THE RECORDS:
* * * * *

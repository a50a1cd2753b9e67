//! LLM provider trait and request/response types.

use async_trait::async_trait;
use serde::{Deserialize, Serialize};

use crate::error::LlmError;

/// Role of a chat turn.
#[derive(Debug, Clone, Copy, PartialEq, Eq, Serialize, Deserialize)]
#[serde(rename_all = "lowercase")]
pub enum Role {
    System,
    User,
    Assistant,
}

/// A single role/content turn.
#[derive(Debug, Clone, PartialEq, Eq, Serialize, Deserialize)]
pub struct ChatMessage {
    pub role: Role,
    pub content: String,
}

impl ChatMessage {
    pub fn system(content: impl Into<String>) -> Self {
        Self {
            role: Role::System,
            content: content.into(),
        }
    }

    pub fn user(content: impl Into<String>) -> Self {
        Self {
            role: Role::User,
            content: content.into(),
        }
    }

    pub fn assistant(content: impl Into<String>) -> Self {
        Self {
            role: Role::Assistant,
            content: content.into(),
        }
    }
}

/// A completion request: ordered turns plus sampling controls.
#[derive(Debug, Clone)]
pub struct CompletionRequest {
    pub messages: Vec<ChatMessage>,
    pub temperature: Option<f32>,
    pub max_tokens: Option<u32>,
}

impl CompletionRequest {
    pub fn new(messages: Vec<ChatMessage>) -> Self {
        Self {
            messages,
            temperature: None,
            max_tokens: None,
        }
    }

    /// A system prompt followed by one user turn.
    pub fn simple(system_prompt: impl Into<String>, user: impl Into<String>) -> Self {
        Self::new(vec![ChatMessage::system(system_prompt), ChatMessage::user(user)])
    }

    pub fn with_temperature(mut self, temperature: f32) -> Self {
        self.temperature = Some(temperature);
        self
    }

    pub fn with_max_tokens(mut self, max_tokens: u32) -> Self {
        self.max_tokens = Some(max_tokens);
        self
    }
}

/// Why generation stopped.
#[derive(Debug, Clone, Copy, PartialEq, Eq)]
pub enum FinishReason {
    Stop,
    Length,
    Unknown,
}

impl FinishReason {
    pub fn from_api(s: Option<&str>) -> Self {
        match s {
            Some("stop") => Self::Stop,
            Some("length") => Self::Length,
            _ => Self::Unknown,
        }
    }
}

/// Assistant text plus token accounting.
#[derive(Debug, Clone)]
pub struct CompletionResponse {
    pub content: String,
    pub input_tokens: u32,
    pub output_tokens: u32,
    pub finish_reason: FinishReason,
}

/// A language-model backend that answers completion requests.
#[async_trait]
pub trait LlmProvider: Send + Sync {
    async fn complete(&self, request: CompletionRequest) -> Result<CompletionResponse, LlmError>;
}

/// Liveness of the shared model endpoint.
#[async_trait]
pub trait EndpointProbe: Send + Sync {
    /// Whether the endpoint currently answers requests.
    async fn is_available(&self) -> bool;
}

#[cfg(test)]
mod tests {
    use super::*;

    #[test]
    fn simple_request_has_system_then_user() {
        let req = CompletionRequest::simple("be terse", "hello")
            .with_temperature(0.3)
            .with_max_tokens(256);
        assert_eq!(req.messages.len(), 2);
        assert_eq!(req.messages[0].role, Role::System);
        assert_eq!(req.messages[1].role, Role::User);
        assert_eq!(req.temperature, Some(0.3));
        assert_eq!(req.max_tokens, Some(256));
    }

    #[test]
    fn role_serializes_lowercase() {
        let json = serde_json::to_value(ChatMessage::assistant("x")).unwrap();
        assert_eq!(json["role"], "assistant");
    }

    #[test]
    fn finish_reason_mapping() {
        assert_eq!(FinishReason::from_api(Some("stop")), FinishReason::Stop);
        assert_eq!(FinishReason::from_api(Some("length")), FinishReason::Length);
        assert_eq!(FinishReason::from_api(None), FinishReason::Unknown);
    }
}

* * * * *

EXERCISE REQUIREMENTS:
Every record must appear in the answer exactly as it appears above.

SOLUTION TO THIS TASK:
repository a50a1cd2753b9e67
//! LLM provider trait and request/response types.

use async_trait::async_trait;
use serde::{Deserialize, Serialize};

use crate::error::LlmError;

/// Role of a chat turn.
#[derive(Debug, Clone, Copy, PartialEq, Eq, Serialize, Deserialize)]
#[serde(rename_all = "lowercase")]
pub enum Role {
    System,
    User,
    Assistant,
}

/// A single role/content turn.
#[derive(Debug, Clone, PartialEq, Eq, Serialize, Deserialize)]
pub struct ChatMessage {
    pub role: Role,
    pub content: String,
}

impl ChatMessage {
    pub fn system(content: impl Into<String>) -> Self {
        Self {
            role: Role::System,
            content: content.into(),
        }
    }

    pub fn user(content: impl Into<String>) -> Self {
        Self {
            role: Role::User,
            content: content.into(),
        }
    }

    pub fn assistant(content: impl Into<String>) -> Self {
        Self {
            role: Role::Assistant,
            content: content.into(),
        }
    }
}

/// A completion request: ordered turns plus sampling controls.
#[derive(Debug, Clone)]
pub struct CompletionRequest {
    pub messages: Vec<ChatMessage>,
    pub temperature: Option<f32>,
    pub max_tokens: Option<u32>,
}

impl CompletionRequest {
    pub fn new(messages: Vec<ChatMessage>) -> Self {
        Self {
            messages,
            temperature: None,
            max_tokens: None,
        }
    }

    /// A system prompt followed by one user turn.
    pub fn simple(system_prompt: impl Into<String>, user: impl Into<String>) -> Self {
        Self::new(vec![ChatMessage::system(system_prompt), ChatMessage::user(user)])
    }

    pub fn with_temperature(mut self, temperature: f32) -> Self {
        self.temperature = Some(temperature);
        self
    }

    pub fn with_max_tokens(mut self, max_tokens: u32) -> Self {
        self.max_tokens = Some(max_tokens);
        self
    }
}

/// Why generation stopped.
#[derive(Debug, Clone, Copy, PartialEq, Eq)]
pub enum FinishReason {
    Stop,
    Length,
    Unknown,
}

impl FinishReason {
    pub fn from_api(s: Option<&str>) -> Self {
        match s {
            Some("stop") => Self::Stop,
            Some("length") => Self::Length,
            _ => Self::Unknown,
        }
    }
}

/// Assistant text plus token accounting.
#[derive(Debug, Clone)]
pub struct CompletionResponse {
    pub content: String,
    pub input_tokens: u32,
    pub output_tokens: u32,
    pub finish_reason: FinishReason,
}

/// A language-model backend that answers completion requests.
#[async_trait]
pub trait LlmProvider: Send + Sync {
    async fn complete(&self, request: CompletionRequest) -> Result<CompletionResponse, LlmError>;
}

/// Liveness of the shared model endpoint.
#[async_trait]
pub trait EndpointProbe: Send + Sync {
    /// Whether the endpoint currently answers requests.
    async fn is_available(&self) -> bool;
}

#[cfg(test)]
mod tests {
    use super::*;

    #[test]
    fn simple_request_has_system_then_user() {
        let req = CompletionRequest::simple("be terse", "hello")
            .with_temperature(0.3)
            .with_max_tokens(256);
        assert_eq!(req.messages.len(), 2);
        assert_eq!(req.messages[0].role, Role::System);
        assert_eq!(req.messages[1].role, Role::User);
        assert_eq!(req.temperature, Some(0.3));
        assert_eq!(req.max_tokens, Some(256));
    }

    #[test]
    fn role_serializes_lowercase() {
        let json = serde_json::to_value(ChatMessage::assistant("x")).unwrap();
        assert_eq!(json["role"], "assistant");
    }

    #[test]
    fn finish_reason_mapping() {
        assert_eq!(FinishReason::from_api(Some("stop")), FinishReason::Stop);
        assert_eq!(FinishReason::from_api(Some("length")), FinishReason::Length);
        assert_eq!(FinishReason::from_api(None), FinishReason::Unknown);
    }
}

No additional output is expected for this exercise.